No thanks. If this is the state of socialization in an era where online discourse is controlled by private interests with "agile" ethics, and people are too afraid to socialize in real life for a growing number of reasons, I'll deepen my mastery of hermitage.


I'm just as cynical.

> I’ve been on the internet since I was 14 (11 years ago).

The author is young. They weren't around to remember the early internet or life without it. Their childhood/adolescence is corporate controlled, algorithm driven websites like Youtube and Facebook. Their outlook as an "Internet native" has been shaped by the enforced behaviours of sites like Twitter.


Yes, probably the saddest thing I read this week. Self-promotion on twatter and HN is different than forming friendship. The goold old days of fora was way better to make friends from the internet IMO. Nowadays everything seems to be a link aggregator which fundamentally change how people interact with each other.

Also it may be more an academic thing, but cold emailing is a good way to make contact. Not necessarily friends thought it can happen but at least it can make projects advance, with very little (public) noise.


> The goold old days

Okay. But those days are gone. So what do you expect OP and folks growing up today to do? Shy of time travel they cant live the childhood you did and experience the magical internet of the ~90's.

Maybe their version is just as good to them as yours was to you?


Those days are not gone. Forums mated with IRC and became Discord.

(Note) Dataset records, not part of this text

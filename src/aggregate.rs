//! Derived views over the entry collection: filtering, approximate training
//! volume, completion percentage, and per-exercise progress against the best
//! recorded volume.
//!
//! Everything here is a pure function of the collection plus parameters.
//! Filtering changes what is displayed, never the underlying collection.

use crate::models::{catalog, Day, Entry};

/// View constraints: exact week/day match when present, case-insensitive
/// substring search over label and notes for the query.
#[derive(Debug, Clone, Default)]
pub struct ViewFilter {
    pub week: Option<String>,
    pub day: Option<Day>,
    pub query: Option<String>,
}

/// Order-preserving subsequence of `entries` matching the filter.
pub fn filter_entries<'a>(entries: &'a [Entry], filter: &ViewFilter) -> Vec<&'a Entry> {
    let query = filter.query.as_deref().unwrap_or("").to_lowercase();
    entries
        .iter()
        .filter(|e| {
            if let Some(week) = &filter.week {
                if &e.week != week {
                    return false;
                }
            }
            if let Some(day) = filter.day {
                if e.day != day {
                    return false;
                }
            }
            if !query.is_empty() {
                let haystack = format!(
                    "{} {}",
                    e.exercise_label,
                    e.notes.as_deref().unwrap_or("")
                )
                .to_lowercase();
                if !haystack.contains(&query) {
                    return false;
                }
            }
            true
        })
        .collect()
}

fn lenient(value: &str) -> f64 {
    value.trim().parse::<f64>().unwrap_or(0.0)
}

/// Approximate load volume of one entry: weight times the sum of its set
/// values. Blank or non-numeric values count as zero. Units are not
/// converted, so seconds/meters entries contribute like kg entries.
pub fn entry_volume(entry: &Entry) -> f64 {
    let reps: f64 = entry.sets.iter().map(|s| lenient(s)).sum();
    lenient(&entry.weight) * reps
}

/// Sum of per-entry volumes (kg·rep, approximately).
pub fn total_volume<'a>(entries: impl IntoIterator<Item = &'a Entry>) -> f64 {
    entries.into_iter().map(entry_volume).sum()
}

/// Fraction of the exercise's expected set slots that hold a value, as a
/// percentage in [0, 100].
///
/// Expected slots come from the catalog template; a missing or empty template
/// means the default 5-slot form.
pub fn completion_percent(entry: &Entry) -> f64 {
    let template = catalog::lookup(&entry.exercise).template;
    let expected = if template.is_empty() { 5 } else { template.len() };
    let expected = expected.max(1);
    let filled = entry.sets.iter().filter(|s| !s.trim().is_empty()).count();
    (100.0 * filled as f64 / expected as f64).min(100.0)
}

/// Current-week volume versus the best single-entry volume ever recorded for
/// one exercise.
#[derive(Debug, Clone, PartialEq)]
pub struct ExerciseProgress {
    pub exercise: String,
    pub label: String,
    pub current_week_volume: f64,
    pub best_volume: f64,
}

impl ExerciseProgress {
    /// Display ratio, clamped to [0, 100]. Zero when nothing was ever
    /// recorded.
    pub fn progress_percent(&self) -> f64 {
        if self.best_volume == 0.0 {
            0.0
        } else {
            (100.0 * self.current_week_volume / self.best_volume).clamp(0.0, 100.0)
        }
    }
}

/// Groups the whole collection by exercise (first-seen order) and reports,
/// per exercise, the volume logged in `current_week` against the best
/// single-entry volume across all weeks.
///
/// Best is a max over individual entries, not over per-week sums; a week
/// split into partial entries therefore reads lower than its true total.
pub fn per_exercise_progress(entries: &[Entry], current_week: &str) -> Vec<ExerciseProgress> {
    let mut groups: Vec<ExerciseProgress> = Vec::new();
    for entry in entries {
        let volume = entry_volume(entry);
        let group = match groups.iter_mut().find(|g| g.exercise == entry.exercise) {
            Some(group) => group,
            None => {
                groups.push(ExerciseProgress {
                    exercise: entry.exercise.clone(),
                    label: entry.exercise_label.clone(),
                    current_week_volume: 0.0,
                    best_volume: 0.0,
                });
                groups.last_mut().unwrap()
            }
        };
        if volume > group.best_volume {
            group.best_volume = volume;
        }
        if entry.week == current_week {
            group.current_week_volume += volume;
        }
    }
    groups
}

#[cfg(test)]
mod tests {
    use super::*;
    use chrono::NaiveDate;

    fn entry(exercise: &str, week: &str, day: Day, weight: &str, sets: &[&str]) -> Entry {
        let date = NaiveDate::from_ymd_opt(2025, 3, 10).unwrap();
        Entry::new(date, week, day, exercise)
            .with_weight(weight)
            .with_sets(sets.iter().map(|s| s.to_string()).collect())
    }

    #[test]
    fn test_filter_by_week_is_exact_and_order_preserving() {
        let entries = vec![
            entry("HT", "2", Day::A, "60", &["10"]),
            entry("POGO", "1", Day::A, "", &["20"]),
            entry("SB5X5", "2", Day::B, "40", &["5"]),
        ];
        let filter = ViewFilter {
            week: Some("2".to_string()),
            ..Default::default()
        };
        let filtered = filter_entries(&entries, &filter);
        assert_eq!(filtered.len(), 2);
        assert_eq!(filtered[0].exercise, "HT");
        assert_eq!(filtered[1].exercise, "SB5X5");
    }

    #[test]
    fn test_filter_by_day() {
        let entries = vec![
            entry("HT", "1", Day::A, "60", &["10"]),
            entry("SB5X5", "1", Day::B, "40", &["5"]),
        ];
        let filter = ViewFilter {
            day: Some(Day::B),
            ..Default::default()
        };
        let filtered = filter_entries(&entries, &filter);
        assert_eq!(filtered.len(), 1);
        assert_eq!(filtered[0].exercise, "SB5X5");
    }

    #[test]
    fn test_query_matches_label_and_notes_case_insensitively() {
        let mut with_notes = entry("HT", "1", Day::A, "60", &["10"]);
        with_notes.notes = Some("New PR today".to_string());
        let entries = vec![with_notes, entry("POGO", "1", Day::A, "", &["20"])];

        let by_label = filter_entries(
            &entries,
            &ViewFilter {
                query: Some("hip thrust".to_string()),
                ..Default::default()
            },
        );
        assert_eq!(by_label.len(), 1);

        let by_notes = filter_entries(
            &entries,
            &ViewFilter {
                query: Some("pr".to_string()),
                ..Default::default()
            },
        );
        assert_eq!(by_notes.len(), 1);
        assert_eq!(by_notes[0].exercise, "HT");
    }

    #[test]
    fn test_query_treats_missing_notes_as_empty() {
        let entries = vec![entry("HT", "1", Day::A, "60", &["10"])];
        let filtered = filter_entries(
            &entries,
            &ViewFilter {
                query: Some("none".to_string()),
                ..Default::default()
            },
        );
        assert!(filtered.is_empty());
    }

    #[test]
    fn test_total_volume() {
        let entries = vec![entry("HT", "1", Day::A, "60", &["10", "10", "10"])];
        assert_eq!(total_volume(&entries), 1800.0);
    }

    #[test]
    fn test_total_volume_ignores_garbage() {
        let entries = vec![
            entry("HT", "1", Day::A, "", &["10", "10"]),
            entry("POGO", "1", Day::A, "abc", &["20"]),
            entry("SB5X5", "1", Day::B, "40", &["5", "x", ""]),
        ];
        assert_eq!(total_volume(&entries), 200.0);
    }

    #[test]
    fn test_completion_against_template_length() {
        // HT template has 3 slots; 3 filled of 5 displayed = complete.
        let e = entry("HT", "1", Day::A, "60", &["10", "10", "10", "", ""]);
        assert_eq!(completion_percent(&e), 100.0);
    }

    #[test]
    fn test_completion_partial() {
        // PMR1P template has 5 slots.
        let e = entry("PMR1P", "1", Day::A, "40", &["5", "5", "", "", ""]);
        assert_eq!(completion_percent(&e), 40.0);
    }

    #[test]
    fn test_completion_unknown_exercise_defaults_to_five_slots() {
        let e = entry("Weighted Carry", "1", Day::A, "30", &["20", "20"]);
        assert_eq!(completion_percent(&e), 40.0);
    }

    #[test]
    fn test_completion_is_capped_at_100() {
        // More filled sets than the 3-slot template.
        let e = entry("HT", "1", Day::A, "60", &["10", "10", "10", "10", "10"]);
        assert_eq!(completion_percent(&e), 100.0);
    }

    #[test]
    fn test_per_exercise_progress_best_is_single_entry_max() {
        let entries = vec![
            entry("HT", "1", Day::A, "40", &["10", "10", "10"]),
            entry("HT", "2", Day::A, "60", &["10", "10", "10"]),
        ];

        let progress = per_exercise_progress(&entries, "2");
        assert_eq!(progress.len(), 1);
        assert_eq!(progress[0].best_volume, 1800.0);
        assert_eq!(progress[0].current_week_volume, 1800.0);
        assert_eq!(progress[0].progress_percent(), 100.0);

        let progress = per_exercise_progress(&entries, "3");
        assert_eq!(progress[0].best_volume, 1800.0);
        assert_eq!(progress[0].current_week_volume, 0.0);
        assert_eq!(progress[0].progress_percent(), 0.0);
    }

    #[test]
    fn test_per_exercise_progress_sums_current_week() {
        let entries = vec![
            entry("HT", "2", Day::A, "60", &["10"]),
            entry("HT", "2", Day::A, "60", &["10"]),
        ];
        let progress = per_exercise_progress(&entries, "2");
        assert_eq!(progress[0].current_week_volume, 1200.0);
        // Best stays the max over single entries, not the week sum.
        assert_eq!(progress[0].best_volume, 600.0);
        assert_eq!(progress[0].progress_percent(), 100.0);
    }

    #[test]
    fn test_per_exercise_progress_zero_best() {
        let entries = vec![entry("HT", "1", Day::A, "", &[])];
        let progress = per_exercise_progress(&entries, "1");
        assert_eq!(progress[0].progress_percent(), 0.0);
    }

    #[test]
    fn test_per_exercise_progress_first_seen_order() {
        let entries = vec![
            entry("POGO", "1", Day::A, "1", &["20"]),
            entry("HT", "1", Day::A, "60", &["10"]),
            entry("POGO", "2", Day::A, "1", &["20"]),
        ];
        let progress = per_exercise_progress(&entries, "1");
        assert_eq!(progress[0].exercise, "POGO");
        assert_eq!(progress[1].exercise, "HT");
    }
}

Uh I guess? Wasnt the point thought that companies are shaping the online experience more now than in the past? Discord may be less moderated than most (although the controversies section of their wiki page is longer than any other section) but that seems to be more of a bug than a feature. Eventually the big acquisition or IPO will come and then the moderation will follow.


There are still plenty of decentralized (non-corporate owned) social platforms like Matrix, Scuttlebutt, Mastadon, Gemini to experiment with, set up for your own community or meet people and make friends online.


Back in my day, we'd harass the people we admired on Freenode until they gave us their email address!


> attend offline events! Be adventerous Meeting in-person is harder but increases the intimacy and richness of communication. Combine an offline meetup with a walk through a park or a museum for maximum serendipity.

Clearly you missed this part of post.